Io randagio
di Attilio Lauria
È la foto segnaletica, così densa di implicazioni da essere oggetto di un noto testo di Ando Gilardi, ad essere utilizzata da Silvio Canini per raccontare una storia alla Gabanelli maniera, di quelle sul “come è andata a finire”. E in questo caso, grazie a Stefano e Valeria, è andata bene. Già, perché il destino dei cani randagi può essere diverso, in una sorta di cinica roulette quotidiana, a seconda che a trovarli siano per primi gli accalappiacani, o quei ‘matti’ col demone dell’etica creaturale, intenzionati a sottrarli all’oblio da 41 bis - ma senza collegio difensivo, e senza tre gradi di giudizio - del canile. E poco importa in questo racconto che la foto segnaletica sia una strada retoricamente abusata; conta il valore di verità di quella metafora, il racconto di destini che s’incrociano, e che valgono a denunciare, per contro, tutte le altre storie invisibili di reclusione routinaria fatte di abbandono e maltrattamento. Linguisticamente vicino alla comunicazione da campagna/booklet per il fundrising, “Io randagio” si presenta come un articolato atto di significazione, tra le cui dinamiche la fotografia è in realtà solo uno dei linguaggi - insieme a quello testuale, e a quello grafico delle impronte - che compongono l’immagine finale.

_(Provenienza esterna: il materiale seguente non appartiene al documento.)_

impl EvaluationReport {
    /// Build a report from per-label counts.
    pub fn from_counts(documents: usize, per_label: &BTreeMap<Label, Counts>) -> Self {
        let mut aggregate = Counts::default();
        for counts in per_label.values() {
            aggregate.add(counts);
        }

        let f1s: Vec<f64> = per_label
            .values()
            .filter_map(|c| c.f1().value())
            .collect();
        let macro_f1 = if f1s.is_empty() {
            Score::Undefined
        } else {
            Score::Defined(f1s.iter().sum::<f64>() / f1s.len() as f64)
        };

        Self {
            documents,
            per_label: per_label
                .iter()
                .filter(|(_, c)| !c.is_empty())
                .map(|(label, c)| (*label, LabelScores::from(*c)))
                .collect(),
            aggregate: aggregate.into(),
            macro_f1,
        }
    }
}

/// Indices of one matched prediction/reference pair.
#[derive(Debug, Clone, Copy, PartialEq, Serialize)]
pub struct IndexPair {
    pub predicted: usize,
    pub reference: usize,
    pub iou: f64,
}

/// One-to-one assignment between predictions and references, by index.
#[derive(Debug, Clone, Default, PartialEq, Serialize)]
pub struct Matching {
    pub pairs: Vec<IndexPair>,
    pub unmatched_predicted: Vec<usize>,
    pub unmatched_reference: Vec<usize>,
}

/// A true positive.
#[derive(Debug, Clone, PartialEq, Serialize)]
#[serde(bound = "")]
pub struct MatchedPair<C: CoordinateSpace> {
    pub predicted: Span<C>,
    pub reference: Span<C>,
    pub iou: f64,
}

/// Outcome of scoring one document.
#[derive(Debug, Clone, PartialEq, Serialize)]
#[serde(bound = "")]
pub struct Evaluation<C: CoordinateSpace> {
    pub true_positives: Vec<MatchedPair<C>>,
    pub false_positives: Vec<Span<C>>,
    pub false_negatives: Vec<Span<C>>,
}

E sebbene l’io narrante abbandoni con un mutamento di prospettiva la regola di univocità, la combinazione dei tre diversi linguaggi raggiunge comunque con efficacia l’obiettivo di conferire a questi ex randagi un’identità, affiancando alla foto segnaletica il segno più inequivocabile dell’identità, quelle impronte raffigurate con un gusto calligrafico vicino ai sinogrammi orientali. È dunque grazie a questa operazione di conferimento d’identità, realizzata con il concorso della fotografia, che l’Autore strappa i protagonisti di questo racconto all’anonimato del genere indistinto dei randagi, avvicinandoli così alla nostra umanità di spettatori, e parlando, attraverso le loro vicende, della storia di ‘solidarietà’ di Stefano e Valeria.
Biografia
Silvio Canini è un artista poliedrico. Esplora con grande facilità e freschezza un’ampia gamma di soggetti. Attento osservatore, riesce a trasformare un reportage in qualcosa che supera il tipico approccio di questo mezzo espressivo. È un artista in grado di contaminare i suoi lavori con linguaggi stilistici differenti che, come per incanto, si trasformano in opere suggestive e sempre coerenti. Nel 1998 pubblica “We are Open” (Premio Città di Prato e miglior libro al Foto Padova 1999). Nel 2000 pubblica “Periferie Cangianti” una ricerca sul territorio di Bellaria Igea Marina. Venditori d’ombra pubblicato nel 2002 racconta in modo originale la spiaggia della provincia di Rimini. Mare del silenzio (2005) è stato pubblicato nel febbraio del 2006 nell’allegato “Ventiquattro” del quotidiano Il Sole 24 ore. Nel 2011 pubblica "RimiNy" un lavoro su Rimini e NYC. Le sue opere sono state esposte in Italia e all’estero con grande favore di critica e di pubblico e hanno raccolto numerosi premi. Tra i più significativi, si ricordano: la menzione d’onore alla 24th Biennale Photos Monochrome in Cina, e il XX Premio Internazionale Guglielmo Marconi per l’arte elettronica, in compagnia di Emilio Vedova per la pittura e Arnaldo Pomodoro per la scultura. Egli esplora con efficacia anche il video, ottenendo importanti riconoscimenti al Bellaria Film Festival con Hypno-bici. Sue fotografie sono state utilizzate per le scenografie della trasmissione Annozero di Michele Santoro. Dal 2008 è proprietario della “36° Spazio Gallery” di Bellaria.